Recent studies suggested an essential role for seryl-tRNA synthetase (SerRS) in vascular development. This role is specific to SerRS among all tRNA synthetases and is independent of its well-known aminoacylation function in protein synthesis. A unique nucleus-directing domain, added at the invertebrate-to-vertebrate transition, confers this novel non-translational activity of SerRS. Previous studies showed that SerRS, in some unknown way, controls VEGFA expression to prevent vascular over-expansion. Using in vitro, cell and animal experiments, we show here that SerRS intervenes by antagonizing c-Myc, the major transcription factor promoting VEGFA expression, through a tandem mechanism. First, by direct head-to-head competition, nuclear-localized SerRS blocks c-Myc from binding to the VEGFA promoter. Second, DNA-bound SerRS recruits the SIRT2 histone deacetylase to erase prior c-Myc-promoted histone acetylation. Thus, vertebrate SerRS and c-Myc is a pair of ‘Yin-Yang’ transcriptional regulator for proper development of a functional vasculature. Our results also discover an anti-angiogenic activity for SIRT2.

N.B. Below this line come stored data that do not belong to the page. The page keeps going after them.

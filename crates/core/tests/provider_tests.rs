// ═══════════════════════════════════════════════════════════════════
// Provider Tests — Coinbase URL building and response parsing
// ═══════════════════════════════════════════════════════════════════

use rust_decimal_macros::dec;
use std::collections::BTreeSet;

use investment_tracker_core::errors::CoreError;
use investment_tracker_core::models::settings::Settings;
use investment_tracker_core::providers::coinbase::{
    parse_exchange_rates, parse_spot_price, CoinbaseProvider,
};
use investment_tracker_core::providers::traits::PriceSource;

fn ids(list: &[&str]) -> BTreeSet<String> {
    list.iter().map(|s| s.to_string()).collect()
}

// ═══════════════════════════════════════════════════════════════════
// CoinbaseProvider — construction & URLs
// ═══════════════════════════════════════════════════════════════════

mod coinbase_urls {
    use super::*;

    #[test]
    fn name() {
        let p = CoinbaseProvider::new(&Settings::default());
        assert_eq!(p.name(), "Coinbase");
    }

    #[test]
    fn spot_url_uses_base_currency() {
        let p = CoinbaseProvider::new(&Settings::default());
        assert_eq!(
            p.spot_url("BTC"),
            "https://api.coinbase.com/v2/prices/BTC-USD/spot"
        );
    }

    #[test]
    fn exchange_rates_url_uses_base_currency() {
        let settings = Settings {
            base_currency: "eur".into(),
            ..Settings::default()
        };
        let p = CoinbaseProvider::new(&settings);
        assert_eq!(p.base_currency(), "EUR");
        assert_eq!(
            p.exchange_rates_url(),
            "https://api.coinbase.com/v2/exchange-rates?currency=EUR"
        );
    }

    #[test]
    fn trailing_slash_on_base_url_is_dropped() {
        let settings = Settings {
            api_base_url: "http://127.0.0.1:9999/".into(),
            ..Settings::default()
        };
        let p = CoinbaseProvider::new(&settings);
        assert_eq!(p.spot_url("ETH"), "http://127.0.0.1:9999/v2/prices/ETH-USD/spot");
    }

    #[tokio::test]
    async fn base_currency_is_priced_at_one_without_a_request() {
        // Nothing listens here, so any HTTP call would fail the quote.
        let settings = Settings {
            base_currency: "EUR".into(),
            api_base_url: "http://127.0.0.1:9".into(),
            ..Settings::default()
        };
        let p = CoinbaseProvider::new(&settings);

        let prices = p.quote(&ids(&["EUR"])).await.unwrap();
        assert_eq!(prices.len(), 1);
        assert_eq!(prices["EUR"], dec!(1));
    }

    #[tokio::test]
    async fn empty_request_returns_empty_map() {
        let p = CoinbaseProvider::new(&Settings::default());
        let prices = p.quote(&BTreeSet::new()).await.unwrap();
        assert!(prices.is_empty());
    }
}

// ═══════════════════════════════════════════════════════════════════
// Exchange rates parsing (batch endpoint)
// ═══════════════════════════════════════════════════════════════════

mod exchange_rates {
    use super::*;

    const BODY: &str = r#"{
        "data": {
            "currency": "USD",
            "rates": {
                "BTC": "0.00002",
                "ETH": "0.0005",
                "USDC": "1",
                "ZERO": "0",
                "NEG": "-0.1",
                "BAD": "not-a-number"
            }
        }
    }"#;

    #[test]
    fn inverts_rates_into_prices() {
        let prices = parse_exchange_rates(BODY, &ids(&["BTC", "ETH", "USDC"])).unwrap();
        assert_eq!(prices.len(), 3);
        assert_eq!(prices["BTC"], dec!(50000));
        assert_eq!(prices["ETH"], dec!(2000));
        assert_eq!(prices["USDC"], dec!(1));
    }

    #[test]
    fn only_requested_ids_are_returned() {
        let prices = parse_exchange_rates(BODY, &ids(&["BTC"])).unwrap();
        assert_eq!(prices.len(), 1);
        assert!(prices.contains_key("BTC"));
    }

    #[test]
    fn unknown_and_invalid_rates_are_omitted() {
        let prices =
            parse_exchange_rates(BODY, &ids(&["ZERO", "NEG", "BAD", "MISSING"])).unwrap();
        assert!(prices.is_empty());
    }

    #[test]
    fn inexact_inverse_is_rounded_to_eight_places() {
        let body = r#"{"data":{"currency":"USD","rates":{"XYZ":"3"}}}"#;
        let prices = parse_exchange_rates(body, &ids(&["XYZ"])).unwrap();
        assert_eq!(prices["XYZ"], dec!(0.33333333));
    }

    #[test]
    fn malformed_body_is_api_error() {
        let err = parse_exchange_rates("<html>oops</html>", &ids(&["BTC"])).unwrap_err();
        assert!(matches!(err, CoreError::Api { ref provider, .. } if provider == "Coinbase"));
    }

    #[test]
    fn missing_rates_field_is_api_error() {
        let err = parse_exchange_rates(r#"{"data":{"currency":"USD"}}"#, &ids(&["BTC"]))
            .unwrap_err();
        assert!(matches!(err, CoreError::Api { .. }));
    }
}

// ═══════════════════════════════════════════════════════════════════
// Spot price parsing (single endpoint)
// ═══════════════════════════════════════════════════════════════════

mod spot_price {
    use super::*;

    #[test]
    fn parses_amount() {
        let body = r#"{"data":{"amount":"50123.45","base":"BTC","currency":"USD"}}"#;
        assert_eq!(parse_spot_price(body).unwrap(), dec!(50123.45));
    }

    #[test]
    fn invalid_amount_is_api_error() {
        let body = r#"{"data":{"amount":"n/a","base":"BTC","currency":"USD"}}"#;
        let err = parse_spot_price(body).unwrap_err();
        assert!(matches!(err, CoreError::Api { ref message, .. } if message.contains("n/a")));
    }

    #[test]
    fn error_body_is_api_error() {
        let body = r#"{"errors":[{"id":"not_found","message":"Invalid currency"}]}"#;
        assert!(matches!(parse_spot_price(body), Err(CoreError::Api { .. })));
    }
}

The network of blood vessels is one of the earliest structures to develop in a vertebrate embryo. A protein called Vascular Endothelial Growth Factor A (or VEGFA for short) is needed to promote the growth of these blood vessels, but too much VEGFA can cause blood vessels to grow too much and to grow abnormally.
Like most of the DNA in the nucleus, the gene for VEGFA is tightly wrapped around proteins called histones and must be unwrapped before it can be expressed as a protein. For the VEGFA gene, this unwrapping process starts when a protein called c-Myc adds chemical tags to the histones.
Recent research suggested that an enzyme called seryl-tRNA synthetase (or SerRS for short) also controls the expression of VEGFA. This came as a surprise because no other tRNA synthetase has a similar role during development. And although SerRS is known to enter the cell nucleus in vertebrates, researchers did not know what SerRS did in the nucleus to control the expression of VEGFA.
Now, Shi et al. have discovered that SerRS controls blood vessel development in zebrafish embryos by counteracting the activity of c-Myc. It does this in two different ways: first, it directly blocks c-Myc from binding to and unpacking the DNA; and second, SerRS works with another enzyme to remove tags that are already on the histones. Shi et al. found that if the expression of this other enzyme (called SIRT2) was reduced in zebrafish, the fish expressed more VEGFA and their blood vessels grew too much.
Since blood vessel growth is important in the development of cancers, the findings of Shi et al. could also lead to a better understanding of how tumors develop, as well as how blood vessels develop normally.